* _Required action_: Number of lines with "Some" in the data: give that figure by itself.

········

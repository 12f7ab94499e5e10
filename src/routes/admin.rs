use crate::helper::template_helpers::{error_response, not_found, redirect, render, render_with, HTML};
use crate::helper::{admin_helpers, form_helpers, public_helpers, HelperError};
use crate::middleware::{login_url, AdminGate, CurrentUser};
use crate::models::db_operations::posts_db_operations::DbError;
use crate::models::{Notification, PostFields};
use crate::routes::read_route;
use crate::DbPool;
use actix_session::Session;
use actix_web::http::StatusCode;
use actix_web::{web, HttpResponse};
use redb::Database;
use serde::Deserialize;
use tera::{Context, Tera};

const ADMIN_HOME: &str = "/admin/blog/";
const SETTINGS_URL: &str = "/admin/blog/settings/";

#[derive(Deserialize)]
pub struct LoginQuery {
    #[serde(rename = "continue")]
    continue_to: Option<String>,
}

/// Admin pages, each wrapped in the [`AdminGate`]. The gate sits on the
/// resources rather than on a scope so unknown `/admin/...` paths still 404.
pub fn config_admin(cfg: &mut web::ServiceConfig) {
    cfg.service(
        web::resource("/admin/blog/")
            .wrap(AdminGate)
            .route(read_route().to(admin_list)),
    )
    .service(
        web::resource("/admin/blog/settings/")
            .wrap(AdminGate)
            .route(read_route().to(show_settings))
            .route(web::post().to(save_settings)),
    )
    .service(
        web::resource("/admin/blog/new/")
            .wrap(AdminGate)
            .route(read_route().to(show_new_post))
            .route(web::post().to(create_post_action)),
    )
    .service(
        web::resource("/admin/blog/edit/{id:\\d+}")
            .wrap(AdminGate)
            .route(read_route().to(show_edit_post))
            .route(web::post().to(update_post_action)),
    );
}

pub fn config_login(cfg: &mut web::ServiceConfig) {
    cfg.route("/admin/login", read_route().to(show_login_form))
        .route("/admin/login", web::post().to(handle_login))
        .route("/admin/logout", web::post().to(handle_logout));
}

fn set_notification(session: &Session, message: &str, r#type: &str) {
    let notification = Notification { message: message.to_string(), r#type: r#type.to_string() };
    if let Err(e) = session.insert("notification", &notification) {
        log::error!("Failed to store notification in session: {}", e);
    }
}

fn take_notification(session: &Session, ctx: &mut Context) {
    if let Ok(Some(notification)) = session.get::<Notification>("notification") {
        ctx.insert("notification", &notification);
        session.remove("notification");
    }
}

/// Only same-site paths are accepted as post-login destinations.
fn safe_destination(continue_to: Option<&str>) -> String {
    match continue_to {
        Some(dest) if dest.starts_with('/') && !dest.starts_with("//") && !dest.contains('\\') => dest.to_string(),
        _ => ADMIN_HOME.to_string(),
    }
}

async fn admin_list(
    user: CurrentUser,
    tera: web::Data<Tera>,
    db: web::Data<Database>,
) -> HttpResponse {
    let posts = match public_helpers::fetch_all_posts(&db) {
        Ok(posts) => posts,
        Err(e) => return error_response("Failed to fetch posts for admin list", e),
    };

    let mut ctx = Context::new();
    ctx.insert("user", &user);
    ctx.insert("posts", &posts);
    render(&tera, "admin/list.html", &ctx)
}

async fn show_new_post(tera: web::Data<Tera>, pool: web::Data<DbPool>) -> HttpResponse {
    let settings = match public_helpers::fetch_settings(&pool) {
        Ok(settings) => settings,
        Err(e) => return error_response("Failed to load blog settings", e),
    };

    let blank = PostFields {
        author_name: settings.author_name,
        author_url: Some(settings.author_url),
        ..Default::default()
    };

    let mut ctx = Context::new();
    ctx.insert("y", &blank);
    render(&tera, "admin/new.html", &ctx)
}

async fn create_post_action(
    tera: web::Data<Tera>,
    db: web::Data<Database>,
    form: web::Bytes,
) -> HttpResponse {
    let parsed = match form_helpers::parse_form(&form) {
        Ok(p) => p,
        Err(response) => return response,
    };
    let fields = admin_helpers::post_fields_from_form(&parsed);

    match admin_helpers::create_post(&db, &fields) {
        Ok(post) => redirect(&post.permalink()),
        Err(HelperError::RedbDatabase(DbError::Validation(msg))) => {
            let mut ctx = Context::new();
            ctx.insert("y", &fields);
            ctx.insert("error", &msg);
            render_with(&tera, "admin/new.html", &ctx, StatusCode::BAD_REQUEST, HTML)
        }
        Err(e) => error_response("Failed to create post", e),
    }
}

async fn show_edit_post(
    id: web::Path<String>,
    tera: web::Data<Tera>,
    db: web::Data<Database>,
) -> HttpResponse {
    let Ok(id) = id.parse::<u64>() else {
        return not_found();
    };
    let post = match public_helpers::fetch_post_by_id(&db, id) {
        Ok(Some(post)) => post,
        Ok(None) => return not_found(),
        Err(e) => return error_response(&format!("Failed to fetch post {} for editing", id), e),
    };

    let mut ctx = Context::new();
    ctx.insert("post_id", &post.id);
    ctx.insert("y", &post);
    render(&tera, "admin/edit.html", &ctx)
}

async fn update_post_action(
    path_id: web::Path<String>,
    tera: web::Data<Tera>,
    db: web::Data<Database>,
    form: web::Bytes,
) -> HttpResponse {
    let parsed = match form_helpers::parse_form(&form) {
        Ok(p) => p,
        Err(response) => return response,
    };
    // The form's hidden `id` field wins over the path when both are present.
    let Some(id) = form_helpers::parse_post_id(&parsed, "id").or_else(|| path_id.parse::<u64>().ok()) else {
        return not_found();
    };
    let fields = admin_helpers::post_fields_from_form(&parsed);

    match admin_helpers::update_post(&db, id, &fields) {
        Ok(post) => redirect(&post.permalink()),
        Err(HelperError::RedbDatabase(DbError::Validation(msg))) => {
            let mut ctx = Context::new();
            ctx.insert("post_id", &id);
            ctx.insert("y", &fields);
            ctx.insert("error", &msg);
            render_with(&tera, "admin/edit.html", &ctx, StatusCode::BAD_REQUEST, HTML)
        }
        Err(e) => error_response(&format!("Failed to update post {}", id), e),
    }
}

async fn show_settings(
    session: Session,
    tera: web::Data<Tera>,
    pool: web::Data<DbPool>,
) -> HttpResponse {
    let settings = match public_helpers::fetch_settings(&pool) {
        Ok(settings) => settings,
        Err(e) => return error_response("Failed to load blog settings", e),
    };

    let mut ctx = Context::new();
    ctx.insert("settings", &settings);
    take_notification(&session, &mut ctx);
    render(&tera, "admin/settings.html", &ctx)
}

async fn save_settings(
    session: Session,
    pool: web::Data<DbPool>,
    form: web::Bytes,
) -> HttpResponse {
    let parsed = match form_helpers::parse_form(&form) {
        Ok(p) => p,
        Err(response) => return response,
    };

    match admin_helpers::settings_update_from_form(&parsed) {
        Ok(changes) => match admin_helpers::update_settings(&pool, &changes) {
            Ok(_) => set_notification(&session, "Settings saved.", "success"),
            Err(e) => {
                log::error!("Failed to update blog settings: {}", e);
                set_notification(&session, "Failed to save settings.", "error");
            }
        },
        Err(msg) => set_notification(&session, &msg, "error"),
    }
    redirect(SETTINGS_URL)
}

async fn show_login_form(
    session: Session,
    tera: web::Data<Tera>,
    query: web::Query<LoginQuery>,
) -> HttpResponse {
    let destination = safe_destination(query.continue_to.as_deref());

    if CurrentUser::from_session(&session).map_or(false, |user| user.is_admin()) {
        return redirect(&destination);
    }

    let mut ctx = Context::new();
    ctx.insert("continue_to", &destination);
    if let Ok(Some(error)) = session.get::<String>("error") {
        ctx.insert("error", &error);
        session.remove("error");
    }
    render(&tera, "admin/login.html", &ctx)
}

async fn handle_login(
    session: Session,
    pool: web::Data<DbPool>,
    form: web::Bytes,
) -> HttpResponse {
    let parsed = match form_helpers::parse_form(&form) {
        Ok(p) => p,
        Err(response) => return response,
    };
    let username = parsed.get("username").map_or("", |s| s.trim());
    let password = parsed.get("password").map_or("", |s| s.as_str());
    let destination = safe_destination(parsed.get("continue").map(String::as_str));

    match admin_helpers::verify_credentials(&pool, username, password) {
        Some((username, role)) => {
            session.renew();
            if let Err(e) = session
                .insert("username", &username)
                .and_then(|_| session.insert("role", &role))
            {
                log::error!("Failed to write login session for '{}': {}", username, e);
                return HttpResponse::InternalServerError().body("Internal Server Error");
            }
            if let Err(e) = admin_helpers::record_login(&pool, &username) {
                log::warn!("Could not record last login time for '{}': {}", username, e);
            }
            log::info!("User '{}' logged in as {}", username, role);
            redirect(&destination)
        }
        None => {
            log::warn!("Failed login attempt for '{}'", username);
            if let Err(e) = session.insert("error", "Invalid credentials or account suspended.") {
                log::error!("Failed to store login error in session: {}", e);
            }
            redirect(&login_url(&destination))
        }
    }
}

async fn handle_logout(session: Session) -> HttpResponse {
    session.purge();
    redirect("/blog/")
}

········

* _Solution to this task_: 7